Again, if used correctly, these resources guarantee glitchless clock gating. In addition, if you use ONLY these resources, then all the clocks that start at the same source all arrive at their destinations synchronously - as long as they all go through exactly one BUFG/BUFGCE/BUFGMUX/BUFGCTRL and either zero or one BUFH/BUFHCE. These approaches can be used to reduce system power (by shutting off unnecessary parts of your design), or can also be used for generating decimated clocks.

 

Gating using any other resource, however, is a different story. If you try and gate a clock (say) using a LUT, then the clock needs to leave the clock network, be routed using general routing resources to a LUT, and then be routed back to something that can reach the desired clocks (probably another BUFG or BUFH). It is very difficult to ensure that the clock gated in a LUT is glitch free, and (more importantly) all the extra routing (including the extra BUFG/BUFH) will make this clock arrive later than any clock that stays on the clock tree. The amount of extra delay is variable from place&route run to place&route run, and is also process, voltage and temperature dependent. This kind of gating is NOT recommended in FPGAs.

 

The last point (which was made by another poster) is that each flip-flop within the FPGA has a CE pin.
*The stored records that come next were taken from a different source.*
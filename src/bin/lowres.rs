use chrono::{DateTime, NaiveDateTime, TimeZone, Utc};
use clap::{Args, Parser, Subcommand};
use log::LevelFilter;
use lowres::{
    BoundingBox, CmrCatalog, Downloader, EarthDataLoader, HttpDownloader, LowResResult,
    ProductRegistry, TimeRange,
};
use simple_logger::SimpleLogger;
use std::{
    fmt::{self, Display},
    path::{Path, PathBuf},
};

/*-------------------------------------------------------------------------------------------------
 *                               Parse Command Line Arguments
 *-----------------------------------------------------------------------------------------------*/
///
/// Find and download VIIRS and Sentinel-3 SYN surface reflectance granules.
///
/// Spectral granules are paired with their geolocation granules, granules without geolocation are
/// reported and skipped.
///
#[derive(Debug, Parser)]
#[clap(name = "lowres")]
#[clap(author, version, about)]
struct LowResOptions {
    /// Verbose output
    #[clap(short, long)]
    verbose: bool,

    #[clap(subcommand)]
    command: Command,
}

#[derive(Debug, Subcommand)]
enum Command {
    /// List the known products matching the patterns.
    Products {
        /// Product patterns, shell style wildcards allowed.
        #[clap(default_value = "*")]
        patterns: Vec<String>,
    },

    /// Search the catalog and list the paired granules.
    Search(SearchArgs),

    /// Search the catalog, then download and extract the paired granules.
    Download {
        #[clap(flatten)]
        search: SearchArgs,

        /// Directory to put the downloaded files in.
        #[clap(short, long)]
        output_dir: PathBuf,

        /// Number of download threads.
        ///
        /// If this is not specified, the "LOWRES_THREADS" environment variable is checked, then
        /// the number of CPUs is used.
        #[clap(short, long)]
        #[clap(env = "LOWRES_THREADS")]
        threads: Option<usize>,

        /// NASA Earthdata bearer token.
        #[clap(long)]
        #[clap(env = "EARTHDATA_TOKEN", hide_env_values = true)]
        token: Option<String>,
    },
}

#[derive(Debug, Args)]
struct SearchArgs {
    /// Product patterns, e.g. VNP09_NRT or 'S3?_SY_2_SYN'. May be given more than once.
    #[clap(short, long, required = true)]
    product: Vec<String>,

    /// The start time (UTC) in the format YYYY-MM-DD or YYYY-MM-DDTHH:MM:SS
    #[clap(parse(try_from_str=parse_datetime))]
    start: DateTime<Utc>,

    /// The end time (UTC) in the format YYYY-MM-DD or YYYY-MM-DDTHH:MM:SS
    #[clap(parse(try_from_str=parse_datetime))]
    end: DateTime<Utc>,

    /// Bounding box as west,south,east,north
    #[clap(short, long, allow_hyphen_values = true)]
    bbox: BoundingBox,

    /// Base URL of the CMR search API.
    #[clap(long)]
    #[clap(env = "CMR_URL", default_value = CmrCatalog::DEFAULT_URL)]
    cmr_url: String,
}

impl Display for SearchArgs {
    fn fmt(&self, f: &mut fmt::Formatter) -> Result<(), fmt::Error> {
        writeln!(f, "\n")?; // yes, two blank lines.
        writeln!(f, "    Products: {}", self.product.join(", "))?;
        writeln!(f, "       Start: {}", self.start)?;
        writeln!(f, "         End: {}", self.end)?;
        writeln!(f, "Bounding Box: {}", self.bbox)?;
        writeln!(f, "     Catalog: {}", self.cmr_url)?;
        writeln!(f, "\n")?; // yes, two blank lines.

        Ok(())
    }
}

/// Parse a command line datetime, a bare date means midnight.
fn parse_datetime(dt_str: &str) -> Result<DateTime<Utc>, chrono::ParseError> {
    const TIME_FORMAT: &str = "%Y-%m-%dT%H:%M:%S";

    let naive = match NaiveDateTime::parse_from_str(dt_str, TIME_FORMAT) {
        Ok(naive) => naive,
        Err(_) => NaiveDateTime::parse_from_str(&format!("{}T00:00:00", dt_str), TIME_FORMAT)?,
    };

    Ok(Utc.from_utc_datetime(&naive))
}

/*-------------------------------------------------------------------------------------------------
 *                                             MAIN
 *-----------------------------------------------------------------------------------------------*/
fn main() -> LowResResult<()> {
    let opts = LowResOptions::parse();

    let crate_level = if opts.verbose {
        LevelFilter::Debug
    } else {
        LevelFilter::Info
    };
    SimpleLogger::new()
        .with_level(LevelFilter::Info)
        .with_module_level("lowres", crate_level)
        .init()?;

    match opts.command {
        Command::Products { patterns } => list_products(&patterns),
        Command::Search(search) => {
            let mut edl = loader(&search, Box::new(SearchOnly))?;
            let range = TimeRange::new(search.start, search.end);

            for tuple in edl.search(&range, &search.bbox)? {
                let ids: Vec<&str> = tuple.granules.granules().map(|g| g.id.as_str()).collect();
                println!("{} {:<14} {}", tuple.begin(), tuple.product.id, ids.join("  "));
            }

            Ok(())
        }
        Command::Download {
            search,
            output_dir,
            threads,
            token,
        } => {
            let threads = threads.unwrap_or_else(num_cpus::get);
            let downloader = HttpDownloader::new(threads, token)?;
            let mut edl = loader(&search, Box::new(downloader))?;
            let range = TimeRange::new(search.start, search.end);

            edl.search(&range, &search.bbox)?;
            for tuple in edl.download(&output_dir)? {
                let files: Vec<_> = tuple.files.iter().map(|f| f.display().to_string()).collect();
                println!("{} {:<14} {}", tuple.begin, tuple.product.id, files.join("  "));
            }

            Ok(())
        }
    }
}

fn list_products(patterns: &[String]) -> LowResResult<()> {
    let products = ProductRegistry::global().find(patterns)?;

    if products.is_empty() {
        log::warn!("No products match {}", patterns.join(", "));
    }

    for product in products {
        println!("{}", product);
    }

    Ok(())
}

fn loader(search: &SearchArgs, downloader: Box<dyn Downloader>) -> LowResResult<EarthDataLoader> {
    log::debug!("{}", search);

    let catalog = CmrCatalog::new(search.cmr_url.as_str())?;

    Ok(EarthDataLoader::new(
        &search.product,
        Box::new(catalog),
        downloader,
    )?)
}

/// Stands in for a downloader when only searching.
struct SearchOnly;

impl Downloader for SearchOnly {
    fn download(&self, links: &[String], _dest: &Path) -> LowResResult<Vec<PathBuf>> {
        Err(format!("not downloading {} files while only searching", links.len()).into())
    }
}

#[cfg(test)]
mod test {
    use super::*;

    #[test]
    fn test_parse_datetime() {
        assert_eq!(
            parse_datetime("2024-05-02").unwrap(),
            Utc.with_ymd_and_hms(2024, 5, 2, 0, 0, 0).unwrap()
        );
        assert_eq!(
            parse_datetime("2024-05-02T13:45:10").unwrap(),
            Utc.with_ymd_and_hms(2024, 5, 2, 13, 45, 10).unwrap()
        );
        assert!(parse_datetime("May 2nd").is_err());
    }

    #[test]
    fn test_search_never_downloads() {
        let links = ["https://host/VNP09_NRT.A2024123.1200.002.hdf".to_owned()];
        assert!(SearchOnly.download(&links, Path::new(".")).is_err());
    }

    #[test]
    fn test_download_args() {
        let opts = LowResOptions::try_parse_from([
            "lowres",
            "download",
            "-p",
            "VNP09_NRT",
            "-p",
            "S3A_SY_2_SYN",
            "2024-05-01",
            "2024-05-02",
            "--bbox",
            "-10.5,40,-8,42",
            "-o",
            "/tmp/lowres",
            "-t",
            "3",
        ])
        .unwrap();

        match opts.command {
            Command::Download {
                search, threads, ..
            } => {
                assert_eq!(search.product, ["VNP09_NRT", "S3A_SY_2_SYN"]);
                assert_eq!(search.bbox.west, -10.5);
                assert_eq!(threads, Some(3));
            }
            _ => panic!("expected the download command"),
        }
    }
}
This prevents the updating of the data of the FF. In some cases, you can turn off the updating of some FFs when their value is not needed - this can be done automatically by the tools, and is called intelligent clock gating. By reducing the number of times a FF changes state unecessarily (and hence all the logic driven by that FF), the overall power of the system can also be reduced.

 

I hope this helps.

 

Avrum

4 Replies
Observer ddemmin
Observer
20,456 Views
Registered: ‎02-10-2009

Re: Reg: Clock gating for FPGAs ... good or bad?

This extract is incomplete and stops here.